* [WORK INSTRUCTION]: Please state how many lines of the data below contain the word "current", offering nothing besides the number.
(Beginning of DATA EXTRACTS)
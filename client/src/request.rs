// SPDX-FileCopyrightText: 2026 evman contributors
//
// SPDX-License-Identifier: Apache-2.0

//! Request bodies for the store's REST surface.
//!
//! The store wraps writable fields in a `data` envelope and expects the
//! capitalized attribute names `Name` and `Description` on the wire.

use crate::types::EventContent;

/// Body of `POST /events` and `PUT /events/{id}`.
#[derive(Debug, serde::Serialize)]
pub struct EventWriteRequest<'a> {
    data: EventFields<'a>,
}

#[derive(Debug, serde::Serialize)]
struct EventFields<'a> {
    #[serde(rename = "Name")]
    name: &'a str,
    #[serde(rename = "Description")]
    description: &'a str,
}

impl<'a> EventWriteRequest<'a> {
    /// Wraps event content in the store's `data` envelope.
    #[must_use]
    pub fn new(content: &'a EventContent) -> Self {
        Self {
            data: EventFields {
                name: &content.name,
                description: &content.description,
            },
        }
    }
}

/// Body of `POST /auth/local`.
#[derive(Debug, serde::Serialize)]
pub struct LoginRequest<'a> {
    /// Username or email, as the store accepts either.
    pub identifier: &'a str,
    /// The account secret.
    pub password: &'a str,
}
(End of DATA EXTRACTS)
(Beginning of DATA EXTRACTS)
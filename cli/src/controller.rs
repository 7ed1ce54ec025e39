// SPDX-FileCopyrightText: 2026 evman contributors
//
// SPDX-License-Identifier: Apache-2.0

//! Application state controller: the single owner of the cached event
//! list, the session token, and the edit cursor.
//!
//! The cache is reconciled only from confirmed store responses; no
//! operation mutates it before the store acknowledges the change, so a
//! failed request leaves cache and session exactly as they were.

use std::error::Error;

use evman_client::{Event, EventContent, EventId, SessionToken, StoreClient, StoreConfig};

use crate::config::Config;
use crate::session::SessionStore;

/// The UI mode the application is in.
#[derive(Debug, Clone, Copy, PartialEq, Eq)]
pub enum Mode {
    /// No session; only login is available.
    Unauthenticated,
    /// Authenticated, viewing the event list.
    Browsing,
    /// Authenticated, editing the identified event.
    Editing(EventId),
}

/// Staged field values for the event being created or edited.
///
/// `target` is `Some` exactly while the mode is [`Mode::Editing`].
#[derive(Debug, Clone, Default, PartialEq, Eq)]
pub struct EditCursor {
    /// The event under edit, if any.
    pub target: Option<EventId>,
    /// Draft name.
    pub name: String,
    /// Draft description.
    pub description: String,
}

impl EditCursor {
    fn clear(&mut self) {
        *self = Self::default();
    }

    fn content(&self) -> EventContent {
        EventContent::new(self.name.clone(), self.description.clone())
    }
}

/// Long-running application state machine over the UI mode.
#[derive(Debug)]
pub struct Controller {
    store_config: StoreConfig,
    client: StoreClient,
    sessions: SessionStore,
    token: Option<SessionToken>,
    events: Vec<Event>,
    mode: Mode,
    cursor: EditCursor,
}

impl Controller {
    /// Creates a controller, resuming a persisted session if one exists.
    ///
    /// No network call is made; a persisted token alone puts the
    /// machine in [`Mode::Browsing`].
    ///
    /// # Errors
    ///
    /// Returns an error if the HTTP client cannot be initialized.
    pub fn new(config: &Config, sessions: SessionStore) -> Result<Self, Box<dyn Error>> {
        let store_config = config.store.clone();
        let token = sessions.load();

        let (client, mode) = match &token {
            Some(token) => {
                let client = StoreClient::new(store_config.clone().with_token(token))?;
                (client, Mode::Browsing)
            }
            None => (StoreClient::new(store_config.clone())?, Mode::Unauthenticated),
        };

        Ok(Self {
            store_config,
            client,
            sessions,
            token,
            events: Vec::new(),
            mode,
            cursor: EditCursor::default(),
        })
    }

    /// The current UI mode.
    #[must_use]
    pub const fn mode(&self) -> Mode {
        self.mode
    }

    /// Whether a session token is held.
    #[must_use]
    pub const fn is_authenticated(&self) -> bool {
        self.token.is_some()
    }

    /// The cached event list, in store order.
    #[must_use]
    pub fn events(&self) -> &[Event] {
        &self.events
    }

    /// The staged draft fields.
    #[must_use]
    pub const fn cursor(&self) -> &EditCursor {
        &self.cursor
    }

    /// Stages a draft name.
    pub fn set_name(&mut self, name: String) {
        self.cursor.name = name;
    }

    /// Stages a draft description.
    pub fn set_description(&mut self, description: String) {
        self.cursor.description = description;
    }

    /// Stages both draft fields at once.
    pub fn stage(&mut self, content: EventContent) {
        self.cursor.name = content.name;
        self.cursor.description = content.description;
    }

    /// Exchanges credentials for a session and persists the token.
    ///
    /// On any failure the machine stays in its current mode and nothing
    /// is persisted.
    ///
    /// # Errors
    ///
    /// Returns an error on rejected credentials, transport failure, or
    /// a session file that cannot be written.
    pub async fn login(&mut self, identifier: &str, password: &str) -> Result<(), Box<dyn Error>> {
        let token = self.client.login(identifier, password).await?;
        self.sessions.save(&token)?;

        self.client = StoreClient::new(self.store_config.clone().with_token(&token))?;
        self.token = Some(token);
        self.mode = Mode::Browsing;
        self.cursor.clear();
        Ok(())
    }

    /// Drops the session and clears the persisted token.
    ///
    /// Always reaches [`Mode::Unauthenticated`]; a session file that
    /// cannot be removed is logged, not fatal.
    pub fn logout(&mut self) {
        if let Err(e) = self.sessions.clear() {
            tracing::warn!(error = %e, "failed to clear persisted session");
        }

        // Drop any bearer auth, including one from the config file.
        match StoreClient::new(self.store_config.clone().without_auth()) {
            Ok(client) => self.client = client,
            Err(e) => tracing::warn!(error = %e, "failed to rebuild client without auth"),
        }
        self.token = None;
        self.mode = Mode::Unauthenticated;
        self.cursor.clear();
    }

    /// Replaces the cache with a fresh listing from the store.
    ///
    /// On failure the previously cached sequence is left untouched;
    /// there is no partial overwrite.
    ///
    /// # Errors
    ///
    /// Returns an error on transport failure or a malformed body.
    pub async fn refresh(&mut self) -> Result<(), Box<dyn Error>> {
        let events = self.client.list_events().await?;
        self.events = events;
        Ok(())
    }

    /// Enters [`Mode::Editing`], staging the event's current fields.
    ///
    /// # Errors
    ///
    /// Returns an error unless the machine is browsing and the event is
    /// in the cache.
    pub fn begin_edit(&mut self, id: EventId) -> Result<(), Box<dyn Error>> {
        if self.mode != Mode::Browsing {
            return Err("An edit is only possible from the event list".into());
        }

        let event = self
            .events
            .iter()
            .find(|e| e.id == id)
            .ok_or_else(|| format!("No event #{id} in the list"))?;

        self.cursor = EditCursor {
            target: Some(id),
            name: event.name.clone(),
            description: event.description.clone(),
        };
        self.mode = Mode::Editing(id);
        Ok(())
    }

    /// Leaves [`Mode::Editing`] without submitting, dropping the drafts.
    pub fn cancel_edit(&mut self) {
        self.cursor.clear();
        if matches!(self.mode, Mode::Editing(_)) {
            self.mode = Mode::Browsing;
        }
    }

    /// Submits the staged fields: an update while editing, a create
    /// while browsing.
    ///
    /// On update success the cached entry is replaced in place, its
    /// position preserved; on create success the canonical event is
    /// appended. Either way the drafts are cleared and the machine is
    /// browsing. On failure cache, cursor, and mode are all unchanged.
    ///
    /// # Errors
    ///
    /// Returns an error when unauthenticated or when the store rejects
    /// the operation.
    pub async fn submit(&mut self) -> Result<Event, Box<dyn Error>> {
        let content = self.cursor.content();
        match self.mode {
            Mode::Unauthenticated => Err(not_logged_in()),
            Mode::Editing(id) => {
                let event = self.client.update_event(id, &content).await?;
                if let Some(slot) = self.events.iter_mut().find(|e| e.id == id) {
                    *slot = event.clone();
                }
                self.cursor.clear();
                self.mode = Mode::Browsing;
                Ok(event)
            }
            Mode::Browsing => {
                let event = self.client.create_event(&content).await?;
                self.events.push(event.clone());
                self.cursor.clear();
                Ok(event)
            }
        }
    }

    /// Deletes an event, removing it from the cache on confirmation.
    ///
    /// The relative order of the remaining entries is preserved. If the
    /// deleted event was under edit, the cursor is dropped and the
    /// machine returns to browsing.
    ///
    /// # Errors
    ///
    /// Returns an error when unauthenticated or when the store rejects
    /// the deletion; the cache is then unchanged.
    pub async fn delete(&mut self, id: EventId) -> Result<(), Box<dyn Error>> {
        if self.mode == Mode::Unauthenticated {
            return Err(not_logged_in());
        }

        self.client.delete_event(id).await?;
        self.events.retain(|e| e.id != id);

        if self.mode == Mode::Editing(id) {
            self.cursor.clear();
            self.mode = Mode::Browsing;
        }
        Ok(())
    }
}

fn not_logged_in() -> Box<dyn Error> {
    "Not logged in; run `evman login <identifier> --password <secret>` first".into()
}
(End of DATA EXTRACTS)
(Beginning of DATA EXTRACTS)
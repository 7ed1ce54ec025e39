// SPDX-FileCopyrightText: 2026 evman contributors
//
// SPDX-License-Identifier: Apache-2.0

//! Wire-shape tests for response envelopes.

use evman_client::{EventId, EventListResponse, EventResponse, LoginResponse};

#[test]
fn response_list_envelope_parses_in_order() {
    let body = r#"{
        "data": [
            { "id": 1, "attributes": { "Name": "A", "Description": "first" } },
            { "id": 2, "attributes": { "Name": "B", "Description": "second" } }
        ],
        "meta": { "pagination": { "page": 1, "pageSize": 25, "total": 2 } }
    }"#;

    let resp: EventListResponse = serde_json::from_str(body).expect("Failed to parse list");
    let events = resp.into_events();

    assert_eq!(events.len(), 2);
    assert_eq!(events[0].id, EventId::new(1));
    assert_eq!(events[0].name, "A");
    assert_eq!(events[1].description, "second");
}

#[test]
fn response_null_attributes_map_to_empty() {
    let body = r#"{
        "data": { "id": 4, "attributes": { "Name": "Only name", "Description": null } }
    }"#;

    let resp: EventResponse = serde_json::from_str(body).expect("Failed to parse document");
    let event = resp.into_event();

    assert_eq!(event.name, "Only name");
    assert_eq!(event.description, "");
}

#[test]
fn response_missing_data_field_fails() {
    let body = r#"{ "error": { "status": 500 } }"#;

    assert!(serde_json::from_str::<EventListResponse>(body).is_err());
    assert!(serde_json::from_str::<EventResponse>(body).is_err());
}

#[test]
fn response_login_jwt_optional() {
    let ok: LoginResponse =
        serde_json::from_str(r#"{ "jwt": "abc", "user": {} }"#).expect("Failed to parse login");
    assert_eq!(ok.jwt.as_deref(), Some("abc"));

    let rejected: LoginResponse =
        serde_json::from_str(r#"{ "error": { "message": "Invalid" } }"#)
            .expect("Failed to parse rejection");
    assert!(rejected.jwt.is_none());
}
(End of DATA EXTRACTS)
* [RESPONSE BELOW]: 3